Lindsey Vance carried medical debt for nearly half her life.
The 41-year-old Denver resident said her debt began stacking up when she was around 19, when she stopped being covered under her parents’ health insurance and turned to the emergency room for health care related to injuries and illnesses.
“If I made enough money at the time, I would have, of course, paid my bills. I couldn’t afford to go see a doctor, and I certainly couldn’t afford to pay the medical bills when they came,” she said. “So I was in a situation for a long time where I was accruing medical debt but not able to pay it off.”
That debt prevented her from having a car, apartment or credit card in her name for most of her adult life, because it appeared on her credit report and worked against her loan application. The family’s cars are in her husband’s name, and her in-laws co-signed on their Colorado apartment.
She is now both insured and in a better situation financially and was able to get her very first credit card a few months ago.

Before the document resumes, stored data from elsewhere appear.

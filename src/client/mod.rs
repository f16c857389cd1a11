//! Cliente de la API de flota
//!
//! `FleetApi` describe cada operación que el store necesita. Hay dos
//! implementaciones: `HttpFleetApi` (reqwest contra un servidor remoto) e
//! `InProcessFleetApi` (llama a los controladores directamente).

pub mod http;
pub mod in_process;

pub use http::HttpFleetApi;
pub use in_process::InProcessFleetApi;

use async_trait::async_trait;
use thiserror::Error;

use crate::dto::{
    AssignmentOutcome, DriverRequest, DriverTypeRequest, GradeKey, GradeSheet, HealthResponse,
    NewSafetyEvent, SafetyCategoryRequest, SafetyEventUpdate, ScorecardMetricRequest,
    TruckRequest,
};
use crate::models::{
    Driver, DriverStats, DriverType, SafetyCategory, SafetyEvent, ScoreCardEvent, ScoreCardItem,
    Snapshot, Truck, TruckHistoryEvent,
};
use crate::utils::errors::AppError;
use crate::views::FormError;

/// Errores vistos por el cliente
#[derive(Error, Debug)]
pub enum ClientError {
    #[error("transport error: {0}")]
    Transport(#[from] reqwest::Error),

    #[error("API error {status}: {message}")]
    Api { status: u16, message: String },

    #[error("invalid response: {0}")]
    Decode(String),

    #[error("{0}")]
    Validation(#[from] FormError),
}

impl ClientError {
    /// Mensaje para mostrar al usuario
    pub fn user_message(&self) -> String {
        match self {
            ClientError::Api { message, .. } => message.clone(),
            ClientError::Validation(e) => e.to_string(),
            other => other.to_string(),
        }
    }

    pub fn status(&self) -> Option<u16> {
        match self {
            ClientError::Api { status, .. } => Some(*status),
            _ => None,
        }
    }
}

impl From<AppError> for ClientError {
    fn from(error: AppError) -> Self {
        ClientError::Api {
            status: error.status_code().as_u16(),
            message: error.to_error_response().message,
        }
    }
}

pub type ClientResult<T> = Result<T, ClientError>;

#[async_trait]
pub trait FleetApi: Send + Sync {
    async fn health(&self) -> ClientResult<HealthResponse>;
    async fn bootstrap(&self) -> ClientResult<Snapshot>;

    async fn create_driver(&self, request: &DriverRequest) -> ClientResult<Driver>;
    async fn update_driver(&self, driver_id: i32, request: &DriverRequest) -> ClientResult<Driver>;
    async fn delete_driver(&self, driver_id: i32) -> ClientResult<()>;
    async fn driver_stats(&self, driver_id: i32) -> ClientResult<DriverStats>;
    async fn assign_truck(
        &self,
        driver_id: i32,
        truck_id: Option<i32>,
    ) -> ClientResult<AssignmentOutcome>;

    async fn create_truck(&self, request: &TruckRequest) -> ClientResult<Truck>;
    async fn update_truck(&self, truck_id: i32, request: &TruckRequest) -> ClientResult<Truck>;
    async fn delete_truck(&self, truck_id: i32) -> ClientResult<()>;
    async fn truck_history(&self, truck_id: i32) -> ClientResult<Vec<TruckHistoryEvent>>;
    async fn assign_driver(
        &self,
        truck_id: i32,
        driver_id: Option<i32>,
    ) -> ClientResult<AssignmentOutcome>;

    async fn create_driver_type(&self, request: &DriverTypeRequest) -> ClientResult<DriverType>;
    async fn update_driver_type(
        &self,
        driver_type_id: i32,
        request: &DriverTypeRequest,
    ) -> ClientResult<DriverType>;
    async fn delete_driver_type(&self, driver_type_id: i32) -> ClientResult<()>;

    async fn create_safety_category(
        &self,
        request: &SafetyCategoryRequest,
    ) -> ClientResult<SafetyCategory>;
    async fn update_safety_category(
        &self,
        category_id: i32,
        request: &SafetyCategoryRequest,
    ) -> ClientResult<SafetyCategory>;
    async fn delete_safety_category(&self, category_id: i32) -> ClientResult<()>;

    async fn create_scorecard_metric(
        &self,
        request: &ScorecardMetricRequest,
    ) -> ClientResult<ScoreCardItem>;
    async fn update_scorecard_metric(
        &self,
        sc_category_id: i32,
        request: &ScorecardMetricRequest,
    ) -> ClientResult<ScoreCardItem>;
    async fn delete_scorecard_metric(&self, sc_category_id: i32) -> ClientResult<()>;

    async fn create_safety_event(&self, event: &NewSafetyEvent) -> ClientResult<SafetyEvent>;
    async fn update_safety_event(
        &self,
        safety_event_id: i32,
        update: &SafetyEventUpdate,
    ) -> ClientResult<SafetyEvent>;
    async fn delete_safety_event(&self, safety_event_id: i32) -> ClientResult<()>;

    /// None si la terna todavía no tiene calificación
    async fn grade_sheet(&self, key: GradeKey) -> ClientResult<Option<GradeSheet>>;
    async fn save_grades(&self, sheet: &GradeSheet) -> ClientResult<Vec<ScoreCardEvent>>;
    async fn delete_grades(&self, key: GradeKey) -> ClientResult<u64>;
}
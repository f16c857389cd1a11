//! Requests de las tablas de configuración: driver types,
//! safety categories y scorecard metrics.

use serde::{Deserialize, Serialize};
use validator::Validate;

use crate::models::{DriverType, SafetyCategory, ScoreCardItem, ScorecardCategory};

#[derive(Debug, Clone, Default, Serialize, Deserialize, Validate, PartialEq, Eq)]
pub struct DriverTypeRequest {
    #[validate(length(min = 1, max = 100, message = "driver_type is required"))]
    pub driver_type: String,
}

impl From<&DriverType> for DriverTypeRequest {
    fn from(driver_type: &DriverType) -> Self {
        Self {
            driver_type: driver_type.driver_type.clone(),
        }
    }
}

#[derive(Debug, Clone, Default, Serialize, Deserialize, Validate, PartialEq, Eq)]
pub struct SafetyCategoryRequest {
    #[validate(length(min = 1, max = 32, message = "code is required"))]
    pub code: String,

    #[validate(length(min = 1, max = 255, message = "description is required"))]
    pub description: String,

    #[serde(default)]
    pub scoring_system: i32,

    #[serde(default)]
    pub p_i_score: i32,
}

impl From<&SafetyCategory> for SafetyCategoryRequest {
    fn from(category: &SafetyCategory) -> Self {
        Self {
            code: category.code.clone(),
            description: category.description.clone(),
            scoring_system: category.scoring_system,
            p_i_score: category.p_i_score,
        }
    }
}

#[derive(Debug, Clone, Serialize, Deserialize, Validate, PartialEq, Eq)]
pub struct ScorecardMetricRequest {
    pub sc_category: ScorecardCategory,

    #[validate(length(min = 1, max = 255, message = "sc_description is required"))]
    pub sc_description: String,

    #[serde(default)]
    pub driver_type_id: Option<i32>,
}

impl From<&ScoreCardItem> for ScorecardMetricRequest {
    fn from(item: &ScoreCardItem) -> Self {
        Self {
            sc_category: item.sc_category,
            sc_description: item.sc_description.clone(),
            driver_type_id: item.driver_type_id,
        }
    }
}
use chrono::NaiveDate;
use serde::{Deserialize, Serialize};
use validator::Validate;

// Request para registrar un safety event.
// Los puntajes ya vienen copiados de la categoría vigente.
#[derive(Debug, Clone, Serialize, Deserialize, Validate, PartialEq, Eq)]
pub struct NewSafetyEvent {
    #[validate(range(min = 1, message = "driver_id is required"))]
    pub driver_id: i32,

    pub event_date: NaiveDate,

    #[validate(range(min = 1, message = "category_id is required"))]
    pub category_id: i32,

    #[serde(default)]
    #[validate(length(max = 2000))]
    pub notes: String,

    pub bonus_score: i32,

    pub p_i_score: i32,

    #[serde(default = "default_bonus_period")]
    pub bonus_period: bool,
}

fn default_bonus_period() -> bool {
    true
}

// Corrección de un safety event ya registrado.
// Solo fecha y notas: los puntajes copiados no se tocan.
#[derive(Debug, Clone, Serialize, Deserialize, Validate, PartialEq, Eq)]
pub struct SafetyEventUpdate {
    pub event_date: NaiveDate,

    #[serde(default)]
    #[validate(length(max = 2000))]
    pub notes: String,
}
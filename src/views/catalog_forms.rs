//! Formularios de las tablas de configuración: driver types,
//! safety categories y métricas de scorecard

use crate::client::{ClientResult, FleetApi};
use crate::dto::{DriverTypeRequest, SafetyCategoryRequest, ScorecardMetricRequest};
use crate::models::{DriverType, SafetyCategory, ScoreCardItem, ScorecardCategory};
use crate::store::DbStore;

use super::crud::CrudView;
use super::{
    coerce_int, required, EntityForm, FormError, CODE_AND_DESCRIPTION_REQUIRED,
    DESCRIPTION_REQUIRED, DRIVER_TYPE_REQUIRED, INVALID_SCORE_VALUE,
};

// --- Driver types ---

#[derive(Debug, Clone, Default, PartialEq, Eq)]
pub struct DriverTypeForm {
    pub driver_type: String,
}

impl EntityForm for DriverTypeForm {
    type Record = DriverType;
    type Request = DriverTypeRequest;

    const DELETE_PROMPT: &'static str = "Delete this driver type? Note: Drivers currently assigned to this type will lose their classification until updated.";

    fn from_record(driver_type: &DriverType) -> Self {
        Self {
            driver_type: driver_type.driver_type.clone(),
        }
    }

    fn record_id(driver_type: &DriverType) -> i32 {
        driver_type.driver_type_id
    }

    fn to_request(&self) -> Result<DriverTypeRequest, FormError> {
        let driver_type =
            required(&self.driver_type).ok_or_else(|| FormError::new(DRIVER_TYPE_REQUIRED))?;
        Ok(DriverTypeRequest { driver_type })
    }
}

pub async fn submit_driver_type<A: FleetApi>(
    view: &mut CrudView<DriverTypeForm>,
    store: &mut DbStore<A>,
) -> ClientResult<DriverType> {
    view.save_with(move |id, request| async move { store.save_driver_type(id, &request).await })
        .await
}

pub async fn delete_driver_type<A: FleetApi>(
    view: &mut CrudView<DriverTypeForm>,
    store: &mut DbStore<A>,
) -> ClientResult<Option<()>> {
    view.delete_with(move |id| async move { store.delete_driver_type(id).await })
        .await
}

// --- Safety categories ---

#[derive(Debug, Clone, Default, PartialEq, Eq)]
pub struct SafetyCategoryForm {
    pub code: String,
    pub description: String,
    pub scoring_system: String,
    pub p_i_score: String,
}

impl EntityForm for SafetyCategoryForm {
    type Record = SafetyCategory;
    type Request = SafetyCategoryRequest;

    const DELETE_PROMPT: &'static str = "Are you sure you want to delete this safety category? Logged events using this category will still exist, but new events cannot use it.";

    fn from_record(category: &SafetyCategory) -> Self {
        Self {
            code: category.code.clone(),
            description: category.description.clone(),
            scoring_system: category.scoring_system.to_string(),
            p_i_score: category.p_i_score.to_string(),
        }
    }

    fn record_id(category: &SafetyCategory) -> i32 {
        category.category_id
    }

    fn to_request(&self) -> Result<SafetyCategoryRequest, FormError> {
        let (Some(code), Some(description)) = (required(&self.code), required(&self.description))
        else {
            return Err(FormError::new(CODE_AND_DESCRIPTION_REQUIRED));
        };
        let (Some(scoring_system), Some(p_i_score)) =
            (coerce_int(&self.scoring_system), coerce_int(&self.p_i_score))
        else {
            return Err(FormError::new(INVALID_SCORE_VALUE));
        };

        Ok(SafetyCategoryRequest {
            code,
            description,
            scoring_system,
            p_i_score,
        })
    }
}

pub async fn submit_safety_category<A: FleetApi>(
    view: &mut CrudView<SafetyCategoryForm>,
    store: &mut DbStore<A>,
) -> ClientResult<SafetyCategory> {
    view.save_with(move |id, request| async move {
        store.save_safety_category(id, &request).await
    })
    .await
}

pub async fn delete_safety_category<A: FleetApi>(
    view: &mut CrudView<SafetyCategoryForm>,
    store: &mut DbStore<A>,
) -> ClientResult<Option<()>> {
    view.delete_with(move |id| async move { store.delete_safety_category(id).await })
        .await
}

// --- Scorecard metrics ---

#[derive(Debug, Clone, PartialEq, Eq)]
pub struct MetricForm {
    pub sc_category: ScorecardCategory,
    pub sc_description: String,
    /// None = métrica global
    pub driver_type_id: Option<i32>,
}

impl MetricForm {
    /// Métrica nueva en la pestaña activa
    pub fn blank(category: ScorecardCategory) -> Self {
        Self {
            sc_category: category,
            sc_description: String::new(),
            driver_type_id: None,
        }
    }
}

impl EntityForm for MetricForm {
    type Record = ScoreCardItem;
    type Request = ScorecardMetricRequest;

    const DELETE_PROMPT: &'static str = "This will remove this metric from future monthly scorecards. Historical entries will remain saved but this criteria will no longer appear for new grades.";

    fn from_record(item: &ScoreCardItem) -> Self {
        Self {
            sc_category: item.sc_category,
            sc_description: item.sc_description.clone(),
            driver_type_id: item.driver_type_id,
        }
    }

    fn record_id(item: &ScoreCardItem) -> i32 {
        item.sc_category_id
    }

    fn to_request(&self) -> Result<ScorecardMetricRequest, FormError> {
        let sc_description =
            required(&self.sc_description).ok_or_else(|| FormError::new(DESCRIPTION_REQUIRED))?;
        Ok(ScorecardMetricRequest {
            sc_category: self.sc_category,
            sc_description,
            driver_type_id: self.driver_type_id,
        })
    }
}

/// Métricas agrupadas por categoría, en el orden de las pestañas
pub fn metrics_by_category(
    metrics: &[ScoreCardItem],
) -> Vec<(ScorecardCategory, Vec<&ScoreCardItem>)> {
    ScorecardCategory::ALL
        .iter()
        .map(|category| {
            (
                *category,
                metrics
                    .iter()
                    .filter(|m| m.sc_category == *category)
                    .collect(),
            )
        })
        .collect()
}

pub async fn submit_metric<A: FleetApi>(
    view: &mut CrudView<MetricForm>,
    store: &mut DbStore<A>,
) -> ClientResult<ScoreCardItem> {
    view.save_with(move |id, request| async move {
        store.save_scorecard_metric(id, &request).await
    })
    .await
}

pub async fn delete_metric<A: FleetApi>(
    view: &mut CrudView<MetricForm>,
    store: &mut DbStore<A>,
) -> ClientResult<Option<()>> {
    view.delete_with(move |id| async move { store.delete_scorecard_metric(id).await })
        .await
}

#[cfg(test)]
mod tests {
    use super::*;
    use crate::client::ClientError;
    use crate::views::crud::CrudMode;

    #[test]
    fn test_catalog_required_fields() {
        assert_eq!(
            DriverTypeForm::default().to_request().unwrap_err().message,
            DRIVER_TYPE_REQUIRED
        );

        let form = SafetyCategoryForm {
            code: "B001".to_string(),
            ..Default::default()
        };
        assert_eq!(
            form.to_request().unwrap_err().message,
            CODE_AND_DESCRIPTION_REQUIRED
        );

        assert_eq!(
            MetricForm::blank(ScorecardCategory::Dispatch)
                .to_request()
                .unwrap_err()
                .message,
            DESCRIPTION_REQUIRED
        );
    }

    #[test]
    fn test_category_scores_are_coerced() {
        let mut form = SafetyCategoryForm {
            code: "B001".to_string(),
            description: "Hard braking".to_string(),
            scoring_system: " 3 ".to_string(),
            p_i_score: String::new(),
        };
        let request = form.to_request().unwrap();
        assert_eq!(request.scoring_system, 3);
        assert_eq!(request.p_i_score, 0);

        form.p_i_score = "one".to_string();
        assert_eq!(form.to_request().unwrap_err().message, INVALID_SCORE_VALUE);
    }

    #[test]
    fn test_crud_view_transitions() {
        let mut view: CrudView<DriverTypeForm> = CrudView::new();
        assert!(view.is_browsing());

        view.open_create(DriverTypeForm::default());
        assert!(view.begin_save().is_err());
        assert_eq!(view.error(), Some(DRIVER_TYPE_REQUIRED));

        view.form_mut().unwrap().driver_type = "Owner Operator".to_string();
        let (ticket, record_id, request) = view.begin_save().unwrap();
        assert_eq!(record_id, None);
        assert_eq!(request.driver_type, "Owner Operator");
        assert!(view.form_mut().is_none());

        let failed: ClientResult<()> = Err(ClientError::Api {
            status: 500,
            message: "database unavailable".to_string(),
        });
        assert!(view.finish_save(ticket, &failed));
        assert_eq!(view.error(), Some("database unavailable"));

        let (ticket, _, _) = view.begin_save().unwrap();
        assert!(view.finish_save(ticket, &Ok(())));
        assert!(view.is_browsing());
    }

    #[test]
    fn test_stale_completion_is_ignored() {
        let mut view: CrudView<DriverTypeForm> = CrudView::new();
        let record = DriverType {
            driver_type_id: 4,
            driver_type: "Team".to_string(),
        };
        view.open_edit(&record);
        let (stale, record_id, _) = view.begin_save().unwrap();
        assert_eq!(record_id, Some(4));

        view.cancel();
        view.open_edit(&record);
        assert!(!view.finish_save(stale, &Ok(())));
        assert!(matches!(view.mode(), CrudMode::Editing { .. }));
    }

    #[test]
    fn test_delete_requires_confirmation() {
        let mut view: CrudView<DriverTypeForm> = CrudView::new();
        assert!(view.confirm_delete().is_none());

        view.request_delete(4);
        assert_eq!(view.delete_prompt(), Some(DriverTypeForm::DELETE_PROMPT));
        let (ticket, record_id) = view.confirm_delete().unwrap();
        assert_eq!(record_id, 4);
        assert!(view.confirm_delete().is_none());
        assert!(view.finish_delete(ticket, &Ok(())));
        assert!(view.is_browsing());
    }

    #[test]
    fn test_metrics_grouped_by_tab() {
        let metrics = vec![
            ScoreCardItem {
                sc_category_id: 1,
                sc_category: ScorecardCategory::Dispatch,
                sc_description: "On time".to_string(),
                driver_type_id: None,
            },
            ScoreCardItem {
                sc_category_id: 2,
                sc_category: ScorecardCategory::Safety,
                sc_description: "Pre-trip".to_string(),
                driver_type_id: Some(2),
            },
        ];
        let groups = metrics_by_category(&metrics);
        assert_eq!(groups[0].0, ScorecardCategory::Safety);
        assert_eq!(groups[0].1.len(), 1);
        assert!(groups[1].1.is_empty());
        assert_eq!(groups[2].1[0].sc_category_id, 1);
    }
}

“But my credit has been absolutely terrible my entire adult life because of the medical debt,” she said.
A recently-enacted law aims to help the estimated 700,000 Coloradans like Vance with medical debt by removing it from consumer credit reports. The law is one of several policies Colorado lawmakers have advanced in recent years to lessen the burden of medical debt. Another recent law caps the allowable interest on the debt to 3% and aims to ensure transparency with consumers. In conjunction with the state’s Hospital Discounted Care program, created in 2021 for uninsured and low-income patients, and other debt-related laws, experts say that Colorado is a leader among states when it comes to medical debt protection policies.
“Colorado is definitely at the forefront, especially with the recently enacted legislation,” said Maanasa Kona, an assistant research professor at Georgetown University’s Center on Health Insurance Reforms and author of a Commonwealth Fund report comparing states’ medical debt policies.